道しるべ

暗い時代に韓国民衆が灯

2024/12/25
2024年を回顧する  

  2024年が間もなく終わる。この1年を振り返ると世界の激動は半端ではない。だが、今年だけ回顧しても目まぐるしい事象の本質は理解できない。数十年単位の歴史的転換点に入ったようだ。

  20世紀末に社会主義体制が崩壊した。小選挙区制が導入され、日本社会党が解体した。 

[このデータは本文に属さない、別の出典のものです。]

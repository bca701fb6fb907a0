// src/ingest/mod.rs
pub mod fields;
pub mod http;
pub mod normalize;
pub mod providers;
pub mod scheduler;
pub mod snapshot;
pub mod types;

use std::collections::HashSet;
use std::panic::{catch_unwind, AssertUnwindSafe};
use std::sync::Arc;
use std::time::Instant;

use metrics::{counter, describe_counter, describe_gauge, describe_histogram, histogram};
use once_cell::sync::OnceCell;
use serde::Serialize;
use serde_json::Value;
use tracing::{info, warn};

use crate::ingest::normalize::{fingerprint, map_record};
use crate::ingest::types::{CanonicalJob, FetchOutcome, ItemError, RawRecord, SourceProvider};
use crate::relevance::RelevanceClassifier;

/// One-time metrics registration (so series show up on /metrics).
fn ensure_metrics_described() {
    static ONCE: OnceCell<()> = OnceCell::new();
    ONCE.get_or_init(|| {
        describe_counter!("ingest_raw_total", "Raw records returned by sources.");
        describe_counter!(
            "ingest_kept_total",
            "Records kept per source after relevance filtering, before dedup."
        );
        describe_counter!(
            "ingest_dedup_total",
            "Records removed as cross-source duplicates."
        );
        describe_counter!(
            "ingest_source_errors_total",
            "Source fetches that failed after retries or returned malformed data."
        );
        describe_counter!(
            "ingest_item_errors_total",
            "Single records skipped because they could not be processed."
        );
        describe_counter!("ingest_cycles_total", "Refresh cycles started.");
        describe_counter!(
            "ingest_cycle_failures_total",
            "Refresh cycles that left the previous snapshot in place."
        );
        describe_histogram!(
            "ingest_source_fetch_ms",
            "Per-source fetch + filter time in milliseconds."
        );
        describe_gauge!("snapshot_jobs", "Jobs in the currently published snapshot.");
        describe_gauge!(
            "snapshot_published_ts",
            "Unix ts of the last snapshot publication."
        );
    });
}

#[derive(Debug, Clone, Copy, PartialEq, Eq, Serialize)]
#[serde(rename_all = "snake_case")]
pub enum SourceStatus {
    Fetched,
    Disabled,
    Failed,
    /// The source task panicked; siblings were unaffected.
    Crashed,
}

#[derive(Debug, Clone, PartialEq, Serialize)]
pub struct SourceStats {
    pub name: String,
    pub status: SourceStatus,
    pub raw: usize,
    pub kept: usize,
    pub item_errors: usize,
    pub elapsed_ms: u64,
}

#[derive(Debug, Clone)]
pub struct CycleReport {
    pub jobs: Vec<CanonicalJob>,
    pub sources: Vec<SourceStats>,
    pub duplicates: usize,
}

impl CycleReport {
    pub fn stats_for(&self, name: &str) -> Option<&SourceStats> {
        self.sources.iter().find(|s| s.name == name)
    }
}

#[derive(Debug, Clone, PartialEq, Eq, thiserror::Error)]
pub enum CycleError {
    #[error("all {failed} enabled sources failed; keeping previous snapshot")]
    AllSourcesFailed { failed: usize },
}

/// Map one raw item to its published shape, classify that shape and keep it
/// if relevant. Panics inside are contained and reported as an item error.
pub fn process_item(
    source: &str,
    item: Value,
    classifier: &RelevanceClassifier,
) -> Result<Option<CanonicalJob>, ItemError> {
    let raw = RawRecord::from_value(item)?;
    catch_unwind(AssertUnwindSafe(|| {
        let mapped = map_record(&raw, source);
        let verdict = classifier.classify_mapped(&mapped);
        verdict.kept().then(|| mapped.into_job(verdict.category))
    }))
    .map_err(|payload| {
        let msg = payload
            .downcast_ref::<&str>()
            .map(|s| s.to_string())
            .or_else(|| payload.downcast_ref::<String>().cloned())
            .unwrap_or_else(|| "unknown panic".to_string());
        ItemError::Panicked(msg)
    })
}

/// Run every item of one source through the gate, preserving order.
/// Returns (kept, item_errors).
pub fn process_items(
    source: &str,
    items: Vec<Value>,
    classifier: &RelevanceClassifier,
) -> (Vec<CanonicalJob>, usize) {
    let mut kept = Vec::new();
    let mut errors = 0usize;
    for (idx, item) in items.into_iter().enumerate() {
        match process_item(source, item, classifier) {
            Ok(Some(job)) => kept.push(job),
            Ok(None) => {}
            Err(e) => {
                errors += 1;
                warn!(target: "ingest", source, index = idx, error = %e, "skipping record");
            }
        }
    }
    if errors > 0 {
        counter!("ingest_item_errors_total").increment(errors as u64);
    }
    (kept, errors)
}

/// Keep the first job per fingerprint, in order. Returns (unique, removed).
pub fn dedup_jobs(jobs: Vec<CanonicalJob>) -> (Vec<CanonicalJob>, usize) {
    let mut seen: HashSet<String> = HashSet::with_capacity(jobs.len());
    let mut keep = Vec::with_capacity(jobs.len());
    let mut removed = 0usize;
    for mut job in jobs {
        let key = fingerprint(&job.title, &job.company, &job.url);
        if !seen.insert(key.clone()) {
            removed += 1;
            continue;
        }
        job.dedup_key = key;
        keep.push(job);
    }
    (keep, removed)
}

async fn run_source(
    source: Arc<dyn SourceProvider>,
    classifier: Arc<RelevanceClassifier>,
) -> (SourceStats, Vec<CanonicalJob>) {
    let t0 = Instant::now();
    let name = source.name().to_string();

    let (status, items) = match source.fetch().await {
        FetchOutcome::Fetched(items) => (SourceStatus::Fetched, items),
        FetchOutcome::Disabled(_) => (SourceStatus::Disabled, Vec::new()),
        FetchOutcome::Failed(_) => (SourceStatus::Failed, Vec::new()),
    };
    let raw = items.len();
    let (kept, item_errors) = process_items(&name, items, &classifier);

    let elapsed_ms = t0.elapsed().as_millis() as u64;
    histogram!("ingest_source_fetch_ms", "source" => name.clone()).record(elapsed_ms as f64);
    counter!("ingest_raw_total").increment(raw as u64);
    counter!("ingest_kept_total").increment(kept.len() as u64);

    info!(
        target: "ingest",
        source = %name,
        raw,
        kept = kept.len(),
        item_errors,
        elapsed_ms,
        "source processed"
    );

    let stats = SourceStats {
        name,
        status,
        raw,
        kept: kept.len(),
        item_errors,
        elapsed_ms,
    };
    (stats, kept)
}

/// Fetch orchestrator: all sources concurrently, one task each.
pub struct Pipeline {
    sources: Vec<Arc<dyn SourceProvider>>,
    classifier: Arc<RelevanceClassifier>,
}

impl Pipeline {
    pub fn new(sources: Vec<Arc<dyn SourceProvider>>, classifier: Arc<RelevanceClassifier>) -> Self {
        Self {
            sources,
            classifier,
        }
    }

    pub fn source_names(&self) -> Vec<String> {
        self.sources.iter().map(|s| s.name().to_string()).collect()
    }

    /// One full fetch → classify → normalize → dedup pass. Results are
    /// flattened in launch order; a panicking source task only loses its own
    /// contribution.
    pub async fn run_cycle(&self) -> Result<CycleReport, CycleError> {
        ensure_metrics_described();

        let handles: Vec<_> = self
            .sources
            .iter()
            .map(|s| {
                let name = s.name().to_string();
                let task = tokio::spawn(run_source(Arc::clone(s), Arc::clone(&self.classifier)));
                (name, s.enabled(), task)
            })
            .collect();

        let mut sources = Vec::with_capacity(handles.len());
        let mut flattened = Vec::new();
        let mut enabled = 0usize;
        let mut failed = 0usize;

        for (name, is_enabled, task) in handles {
            let (stats, kept) = match task.await {
                Ok(done) => done,
                Err(e) => {
                    warn!(target: "ingest", source = %name, error = %e, "source task crashed");
                    counter!("ingest_source_errors_total", "source" => name.clone()).increment(1);
                    let stats = SourceStats {
                        name,
                        status: SourceStatus::Crashed,
                        raw: 0,
                        kept: 0,
                        item_errors: 0,
                        elapsed_ms: 0,
                    };
                    (stats, Vec::new())
                }
            };
            if is_enabled {
                enabled += 1;
                if matches!(stats.status, SourceStatus::Failed | SourceStatus::Crashed) {
                    failed += 1;
                }
            }
            flattened.extend(kept);
            sources.push(stats);
        }

        if enabled > 0 && failed == enabled {
            return Err(CycleError::AllSourcesFailed { failed });
        }

        let (jobs, duplicates) = dedup_jobs(flattened);
        counter!("ingest_dedup_total").increment(duplicates as u64);

        info!(target: "ingest", unique = jobs.len(), duplicates, "cycle merged");

        Ok(CycleReport {
            jobs,
            sources,
            duplicates,
        })
    }
}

  世界は「冷戦」終了で軍縮に向かい、「核なき世界」や環境危機対策が期待された。国内では、政権交代可能な二大政党制が出現するかに見えた。社会主義ではなく資本主義が人間本来の経済システムで、人類史は新たな段階を迎えたように言われた。中国も時がたてば資本主義に包摂され、無害になると言われた。 

トランプの再登場 

  ところがどうだろう。障壁が消えて「自由」に振る舞った資本主義は、米国震源のリーマン・ショックでつまずき、格差と貧困が重大問題として浮上した。世界最強の経済力・軍事力で巨額の富を蓄積し得た資本主義の盟主・米国で「自由と民主主義」が危うくなった。「労働者の怒り」をも簒さんだつ奪したトランプの再登場だ。 

  イギリスを基に資本主義を解明したマルクスに倣えば、米国こそ世界の激動の根源を探る対象だ。トランプはバイデンと交代するが、伸長した中国にかつてのように鷹揚に対応する余裕はなく、米中対立は強まった。 

  また、プーチンの侵略を防げなかった米欧の失敗、イスラエルの蛮行へのなりふり構わぬ軍事支援等々、「新冷戦時代」と言われる世界となった。そして、トランプの再登場だ。米国は誰が大統領であろうと中国封じ込めをしない限り国内の矛盾を糊塗できない業病に陥っている。 

矛盾の深化の結果 
  
  ウクライナ戦争も、中国との関税戦争も、主要国の物価騰貴と軍事費負担増への怒りを増幅し、独・仏の政治混乱、極右翼勢力の抬頭、エネルギー危機を口実にした原発回帰をもたらした。この三十余年の全世界の矛盾の深刻化の結果としての今日の事態であって、容易に改善できるとは思えない。 

  唯一の光明は大統領のクーデターへの韓国民衆の決起だ。この間の米韓日の対「北」軍事同盟強化路線を頓挫させ、朝鮮半島緊張を緩和する道を切り開いた。 

  日本の国会もメディアも「韓国の政情不安は心配だから日米韓の連携を強化すべし」との論調が殆どで情けない。だが、韓国民衆に習い、戦争、格差・貧困、環境破壊と対峙する人々の連帯を興し、社会変革の長期展望を練るほかはない。